The Mediator Pattern is a behavioral pattern that encapsulates how a set of objects interact; it promotes loose coupling by preventing direct references between objects.

Core Idea

  • Central mediator coordinates communication between components
  • Components don't communicate directly with each other
  • Reduces dependencies between interacting objects

When to Use

  • Complex UIs where components must coordinate (wizard steps, chat presence + typing + messages)
  • When many objects need to communicate in complex ways
  • To reduce coupling between components

When NOT to Use

  • For simple direct interactions
  • When components have clear hierarchical relationships
  • If the mediator becomes a bottleneck

Core Rules & Responsibilities

  • Define a mediator interface
  • Create a concrete mediator that coordinates interactions
  • Components communicate through the mediator instead of directly

Minimal Example

class ChatMediator {
  constructor() {
    this.users = [];
  }
  addUser(user) {
    this.users.push(user);
  }
  sendMessage(message, sender) {
    this.users.filter(u => u !== sender).forEach(u => u.receive(message));
  }
}

Real-World Problem

Imagine a complex form with multiple interdependent fields (country affects state options, state affects city).

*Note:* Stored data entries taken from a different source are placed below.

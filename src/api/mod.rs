//! Roster API Server module
//!
//! Thin HTTP adapter over the pipeline: upload a booking export,
//! download the roster archive. Run with `roster-server`.

pub mod handlers;
pub mod server;

pub use server::{build_router, run_api_server};
//! Roster exporter - RosterDocument → styled .xlsx bytes

use super::template::OFFICE_NOTE_LABEL;
use crate::error::{RosterError, RosterResult};
use crate::types::{RosterDocument, StaticSection, ROSTER_COLUMNS, ROSTER_HEADERS};
use rust_xlsxwriter::{Format, FormatAlign, FormatBorder, Workbook, Worksheet};

pub const ROSTER_SHEET: &str = "Roster";

const COLUMN_WIDTHS: [f64; ROSTER_COLUMNS] = [16.0, 18.0, 18.0, 24.0, 18.0, 22.0, 22.0, 32.0];
/// Height of the merged highlight block next to the office note, in rows
const OFFICE_BLOCK_ROWS: u32 = 4;

struct RosterFormats {
    header: Format,
    row_even: Format,
    row_odd: Format,
    static_text: Format,
    office_note: Format,
    office_block: Format,
}

impl RosterFormats {
    fn new() -> Self {
        let cell = Format::new()
            .set_border(FormatBorder::Thin)
            .set_align(FormatAlign::Center)
            .set_align(FormatAlign::VerticalCenter)
            .set_text_wrap();

        Self {
            header: cell.clone().set_bold().set_background_color(0xD9D9D9),
            row_even: cell.clone().set_background_color(0xFFFFFF),
            row_odd: cell.set_background_color(0xF2F2F2),
            static_text: Format::new().set_bold(),
            office_note: Format::new()
                .set_bold()
                .set_background_color(0xFFFF00)
                .set_border(FormatBorder::Thin),
            office_block: Format::new()
                .set_background_color(0xFFF2CC)
                .set_border(FormatBorder::Thin),
        }
    }
}

/// Writes one roster per workbook
pub struct RosterExporter;

impl RosterExporter {
    /// Serialize a roster to .xlsx bytes
    pub fn to_bytes(doc: &RosterDocument) -> RosterResult<Vec<u8>> {
        let mut workbook = Workbook::new();
        let formats = RosterFormats::new();

        let worksheet = workbook.add_worksheet();
        worksheet.set_name(ROSTER_SHEET)?;

        Self::write_layout(worksheet)?;
        Self::write_header(worksheet, &formats)?;
        Self::write_rows(worksheet, doc, &formats)?;

        if let Some(section) = &doc.static_section {
            Self::write_static_section(worksheet, section, &formats)?;
        }

        workbook
            .save_to_buffer()
            .map_err(|e| RosterError::Export(format!("Failed to save roster: {}", e)))
    }

    fn write_layout(worksheet: &mut Worksheet) -> RosterResult<()> {
        for (col, width) in COLUMN_WIDTHS.iter().enumerate() {
            worksheet.set_column_width(col as u16, *width)?;
        }
        worksheet.set_row_height(0, 75)?;
        worksheet.set_freeze_panes(1, 0)?;
        worksheet.set_landscape();
        worksheet.set_print_fit_to_pages(1, 0);
        Ok(())
    }

    fn write_header(worksheet: &mut Worksheet, formats: &RosterFormats) -> RosterResult<()> {
        for (col, label) in ROSTER_HEADERS.iter().enumerate() {
            worksheet.write_string_with_format(0, col as u16, *label, &formats.header)?;
        }
        Ok(())
    }

    fn write_rows(
        worksheet: &mut Worksheet,
        doc: &RosterDocument,
        formats: &RosterFormats,
    ) -> RosterResult<()> {
        for (idx, row) in doc.rows.iter().enumerate() {
            let sheet_row = idx as u32 + 1;
            let format = if idx % 2 == 0 {
                &formats.row_even
            } else {
                &formats.row_odd
            };

            for (col, value) in row.cells().iter().enumerate() {
                if value.is_empty() {
                    worksheet.write_blank(sheet_row, col as u16, format)?;
                } else {
                    worksheet.write_string_with_format(sheet_row, col as u16, *value, format)?;
                }
            }
        }
        Ok(())
    }

    fn write_static_section(
        worksheet: &mut Worksheet,
        section: &StaticSection,
        formats: &RosterFormats,
    ) -> RosterResult<()> {
        let mut row = section.start_row;

        for line in &section.instructions {
            worksheet.write_string_with_format(row, 0, line, &formats.static_text)?;
            row += 1;
        }
        row += 1;

        for cells in &section.info {
            for (col, value) in cells.iter().enumerate().take(ROSTER_COLUMNS) {
                if !value.is_empty() {
                    worksheet.write_string_with_format(row, col as u16, value, &formats.static_text)?;
                }
            }
            row += 1;
        }

        let note_row = section.office_note_row();
        worksheet.write_string_with_format(note_row, 0, OFFICE_NOTE_LABEL, &formats.office_note)?;
        worksheet.merge_range(
            note_row,
            1,
            note_row + OFFICE_BLOCK_ROWS - 1,
            (ROSTER_COLUMNS - 1) as u16,
            "",
            &formats.office_block,
        )?;

        Ok(())
    }
}
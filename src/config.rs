//! Run configuration
//!
//! Everything a run depends on besides the uploaded export lives here,
//! including the location of the static template block. All fields are
//! defaulted so an empty YAML document is a valid configuration.

use crate::error::{RosterError, RosterResult};
use serde::{Deserialize, Serialize};
use std::path::{Path, PathBuf};

/// Phrase the booking form uses when a participant declines the kit
pub const DEFAULT_DECLINED_KIT_PHRASE: &str = "No, I do not need a first aid kit";

/// What to do with a row whose start time is missing or unparseable
#[derive(Debug, Clone, Copy, PartialEq, Eq, Default, Serialize, Deserialize)]
#[serde(rename_all = "lowercase")]
pub enum MissingStartPolicy {
    /// Leave the row out of every group and log a warning
    #[default]
    Skip,
    /// Fail the whole run
    Abort,
}

impl std::str::FromStr for MissingStartPolicy {
    type Err = RosterError;

    fn from_str(s: &str) -> Result<Self, Self::Err> {
        match s.trim().to_lowercase().as_str() {
            "skip" => Ok(MissingStartPolicy::Skip),
            "abort" => Ok(MissingStartPolicy::Abort),
            other => Err(RosterError::Config(format!(
                "unknown missing-start policy '{}' (expected 'skip' or 'abort')",
                other
            ))),
        }
    }
}

/// Location of the informational block inside a template workbook.
/// Rows are 1-based and inclusive, as shown in Excel.
#[derive(Debug, Clone, PartialEq, Eq, Serialize, Deserialize)]
pub struct TemplateSource {
    pub path: PathBuf,
    #[serde(default = "default_template_sheet")]
    pub sheet: String,
    pub first_row: u32,
    pub last_row: u32,
}

fn default_template_sheet() -> String {
    "Template".to_string()
}

#[derive(Debug, Clone, PartialEq, Serialize, Deserialize)]
#[serde(default)]
pub struct RosterConfig {
    /// Sheet of the booking export that holds registrations
    pub sheet: String,
    pub declined_kit_phrase: String,
    pub textbook_label: String,
    pub include_static_block: bool,
    /// 0-based sheet row where the static block starts when the data fits above it
    pub static_block_row: u32,
    pub on_missing_start: MissingStartPolicy,
    pub template: Option<TemplateSource>,
    pub archive_name: String,
}

impl Default for RosterConfig {
    fn default() -> Self {
        Self {
            sheet: "Main".to_string(),
            declined_kit_phrase: DEFAULT_DECLINED_KIT_PHRASE.to_string(),
            textbook_label: "Purchased".to_string(),
            include_static_block: true,
            static_block_row: 25,
            on_missing_start: MissingStartPolicy::Skip,
            template: None,
            archive_name: "Rosters.zip".to_string(),
        }
    }
}

impl RosterConfig {
    /// Load a configuration file. Relative template paths resolve against
    /// the directory of the configuration file.
    pub fn load(path: &Path) -> RosterResult<Self> {
        let content = std::fs::read_to_string(path)?;
        let mut config = Self::from_yaml(&content)?;

        if let (Some(template), Some(dir)) = (config.template.as_mut(), path.parent()) {
            if template.path.is_relative() {
                template.path = dir.join(&template.path);
            }
        }

        Ok(config)
    }

    pub fn from_yaml(content: &str) -> RosterResult<Self> {
        let config: RosterConfig = if content.trim().is_empty() {
            RosterConfig::default()
        } else {
            serde_yaml::from_str(content)?
        };
        config.validate()?;
        Ok(config)
    }

    pub fn to_yaml(&self) -> RosterResult<String> {
        Ok(serde_yaml::to_string(self)?)
    }

    /// Load from `path` when given, defaults otherwise
    pub fn load_or_default(path: Option<&Path>) -> RosterResult<Self> {
        match path {
            Some(p) => Self::load(p),
            None => Ok(Self::default()),
        }
    }

    fn validate(&self) -> RosterResult<()> {
        if self.sheet.trim().is_empty() {
            return Err(RosterError::Config("'sheet' must not be empty".to_string()));
        }
        if self.static_block_row == 0 {
            return Err(RosterError::Config(
                "'static_block_row' must be at least 1 (row 0 is the header)".to_string(),
            ));
        }
        if let Some(t) = &self.template {
            if t.first_row == 0 || t.last_row < t.first_row {
                return Err(RosterError::Config(format!(
                    "template rows {}..{} are not a valid 1-based range",
                    t.first_row, t.last_row
                )));
            }
        }
        Ok(())
    }
}
//! Read a generated roster back into plain text cells

use super::exporter::ROSTER_SHEET;
use super::importer::cell_text;
use super::template::INSTRUCTIONS;
use crate::error::{RosterError, RosterResult};
use crate::types::ROSTER_COLUMNS;
use calamine::{open_workbook_from_rs, Reader, Xlsx};
use std::io::Cursor;

/// Sheet contents indexed by absolute (0-based) row and column
#[derive(Debug, Clone, PartialEq, Eq)]
pub struct RosterTable {
    pub headers: Vec<String>,
    /// Every row below the header, static block included
    pub rows: Vec<Vec<String>>,
}

impl RosterTable {
    /// Text at a sheet position; row 0 is the header
    pub fn cell(&self, row: usize, col: usize) -> &str {
        let found = if row == 0 {
            self.headers.get(col)
        } else {
            self.rows.get(row - 1).and_then(|r| r.get(col))
        };
        found.map(String::as_str).unwrap_or("")
    }

    /// Participant lines: rows after the header up to the instruction
    /// block, without trailing blank rows. Column A is never filled on a
    /// participant line, so the checklist heading there marks the block.
    pub fn participants(&self) -> &[Vec<String>] {
        let block = self
            .rows
            .iter()
            .position(|r| r.first().is_some_and(|c| c == INSTRUCTIONS[0]))
            .unwrap_or(self.rows.len());
        let end = self.rows[..block]
            .iter()
            .rposition(|r| r.iter().any(|c| !c.trim().is_empty()))
            .map_or(0, |last| last + 1);
        &self.rows[..end]
    }

    pub fn participant_count(&self) -> usize {
        self.participants().len()
    }
}

pub fn read_roster(bytes: &[u8]) -> RosterResult<RosterTable> {
    let mut workbook: Xlsx<_> = open_workbook_from_rs(Cursor::new(bytes))
        .map_err(|e| RosterError::Workbook(format!("Failed to open roster: {}", e)))?;

    let range = workbook
        .worksheet_range(ROSTER_SHEET)
        .map_err(|e| RosterError::Workbook(format!("Failed to read roster sheet: {}", e)))?;

    let height = range.end().map(|(r, _)| r + 1).unwrap_or(0);
    let width = range
        .end()
        .map(|(_, c)| c + 1)
        .unwrap_or(0)
        .max(ROSTER_COLUMNS as u32);

    let read_row = |row: u32| -> Vec<String> {
        (0..width)
            .map(|col| range.get_value((row, col)).map(cell_text).unwrap_or_default())
            .collect()
    };

    let headers = read_row(0);
    let rows = (1..height).map(read_row).collect();

    Ok(RosterTable { headers, rows })
}
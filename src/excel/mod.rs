//! Excel import/export
//!
//! - Import: booking export (.xlsx) → input rows
//! - Export: roster document → styled .xlsx bytes
//! - Template: informational block shared by every roster
//! - Reader: generated roster → plain cells, for checks and inspection

pub mod exporter;
pub mod importer;
pub mod reader;
pub mod template;

pub use exporter::RosterExporter;
pub use importer::BookingImporter;
pub use reader::{read_roster, RosterTable};
pub use template::InfoBlock;
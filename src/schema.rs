//! Column schema for the booking export
//!
//! Columns are found by header name first. A few legacy exports only carry
//! the course fields at fixed positions, so those fields also accept a
//! positional fallback. The schema is resolved once per input file.

use crate::error::{RosterError, RosterResult};

#[derive(Debug, Clone, Copy, PartialEq, Eq, Hash)]
pub enum Field {
    CourseType,
    Start,
    FirstName,
    LastName,
    CourseLevel,
    Textbook,
    Kit,
}

impl Field {
    pub fn label(&self) -> &'static str {
        match self {
            Field::CourseType => "course type",
            Field::Start => "start",
            Field::FirstName => "participant first name",
            Field::LastName => "participant last name",
            Field::CourseLevel => "course level",
            Field::Textbook => "textbook",
            Field::Kit => "first aid kit",
        }
    }
}

#[derive(Debug, Clone, Copy)]
pub struct FieldSpec {
    pub field: Field,
    /// Accepted header names, matched case-insensitively after trimming
    pub names: &'static [&'static str],
    /// 0-based column used when no header matches
    pub fallback_position: Option<usize>,
    pub required: bool,
}

/// Column M in legacy exports
const COURSE_TYPE_POSITION: usize = 12;
/// Column BJ in legacy exports
const COURSE_LEVEL_POSITION: usize = 61;

pub const BOOKING_EXPORT_SCHEMA: &[FieldSpec] = &[
    FieldSpec {
        field: Field::CourseType,
        names: &["Course Type", "Course", "Product", "Product name"],
        fallback_position: Some(COURSE_TYPE_POSITION),
        required: true,
    },
    FieldSpec {
        field: Field::Start,
        names: &["Start", "Start time"],
        fallback_position: None,
        required: true,
    },
    FieldSpec {
        field: Field::FirstName,
        names: &["First name (participant)", "First name"],
        fallback_position: None,
        required: true,
    },
    FieldSpec {
        field: Field::LastName,
        names: &["Last name (participant)", "Last name"],
        fallback_position: None,
        required: true,
    },
    FieldSpec {
        field: Field::CourseLevel,
        names: &["Course Level", "Level", "Course level (participant)"],
        fallback_position: Some(COURSE_LEVEL_POSITION),
        required: true,
    },
    FieldSpec {
        field: Field::Textbook,
        names: &["Textbook", "Textbook purchase", "Textbook (participant)"],
        fallback_position: None,
        required: false,
    },
    FieldSpec {
        field: Field::Kit,
        names: &["First Aid Kit", "Kit", "First aid kit (participant)"],
        fallback_position: None,
        required: false,
    },
];

/// Column indexes for one particular header row
#[derive(Debug, Clone, PartialEq, Eq)]
pub struct ResolvedColumns {
    pub course_type: usize,
    pub start: usize,
    pub first_name: usize,
    pub last_name: usize,
    pub course_level: usize,
    pub textbook: Option<usize>,
    pub kit: Option<usize>,
}

fn normalize(name: &str) -> String {
    name.split_whitespace()
        .collect::<Vec<_>>()
        .join(" ")
        .to_lowercase()
}

fn locate(spec: &FieldSpec, headers: &[String]) -> Option<usize> {
    let normalized: Vec<String> = headers.iter().map(|h| normalize(h)).collect();

    for name in spec.names {
        let wanted = normalize(name);
        if let Some(idx) = normalized.iter().position(|h| *h == wanted) {
            return Some(idx);
        }
    }

    spec.fallback_position.filter(|&pos| pos < headers.len())
}

fn candidates(spec: &FieldSpec) -> String {
    let mut names: Vec<String> = spec.names.iter().map(|n| format!("'{}'", n)).collect();
    if let Some(pos) = spec.fallback_position {
        names.push(format!("or column {}", column_letter(pos)));
    }
    names.join(", ")
}

/// Spreadsheet column letter for a 0-based index (0 → A, 26 → AA)
pub fn column_letter(index: usize) -> String {
    let mut result = String::new();
    let mut n = index + 1;
    while n > 0 {
        let rem = (n - 1) % 26;
        result.insert(0, (b'A' + rem as u8) as char);
        n = (n - 1) / 26;
    }
    result
}

/// Resolve every field against a header row, failing on the first
/// required field that cannot be found.
pub fn resolve(schema: &[FieldSpec], headers: &[String]) -> RosterResult<ResolvedColumns> {
    let find = |field: Field| -> RosterResult<Option<usize>> {
        let Some(spec) = schema.iter().find(|s| s.field == field) else {
            return Ok(None);
        };
        match locate(spec, headers) {
            Some(idx) => Ok(Some(idx)),
            None if spec.required => Err(RosterError::MissingColumn {
                field: field.label().to_string(),
                candidates: candidates(spec),
            }),
            None => Ok(None),
        }
    };
    let require = |field: Field| -> RosterResult<usize> {
        find(field)?.ok_or_else(|| RosterError::MissingColumn {
            field: field.label().to_string(),
            candidates: "(not in schema)".to_string(),
        })
    };

    Ok(ResolvedColumns {
        course_type: require(Field::CourseType)?,
        start: require(Field::Start)?,
        first_name: require(Field::FirstName)?,
        last_name: require(Field::LastName)?,
        course_level: require(Field::CourseLevel)?,
        textbook: find(Field::Textbook)?,
        kit: find(Field::Kit)?,
    })
}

Without a mediator, fields would need to know about each other, creating tight coupling.

Solution

The Mediator Pattern provides a central coordinator that manages interactions between components, keeping them loosely coupled.

Code Snippet

function createWizardMediator(steps) {
  let current = 0;
  return {
    next() {
      if (steps[current].validate()) current++;
      steps[current]?.render();
    },
    prev() {
      if (current > 0) current--;
      steps[current].render();
    },
    currentIndex() {
      return current;
    },
  };
}

// Usage
const steps = [
  { validate: () => true, render: () => console.log('Step 1') },
  { validate: () => true, render: () => console.log('Step 2') },
];
const mediator = createWizardMediator(steps);
mediator.next(); // Step 2

When to Use

  • When components need to coordinate in complex ways
  • To centralize communication logic
  • When direct component coupling would be problematic

Pros & Cons

  • Pros:

    • Reduces coupling between components
    • Centralizes complex communication logic
    • Makes components more reusable
  • Cons:

    • Mediator can become complex and hard to maintain
    • May become a performance bottleneck
    • Can hide the flow of communication

Common Pitfalls

  • Making the mediator too large and complex
  • Components becoming dependent on the mediator
  • Overusing the pattern for simple interactions

Rule of Thumb

Use the Mediator Pattern when you have complex interactions between multiple objects that would otherwise be tightly coupled.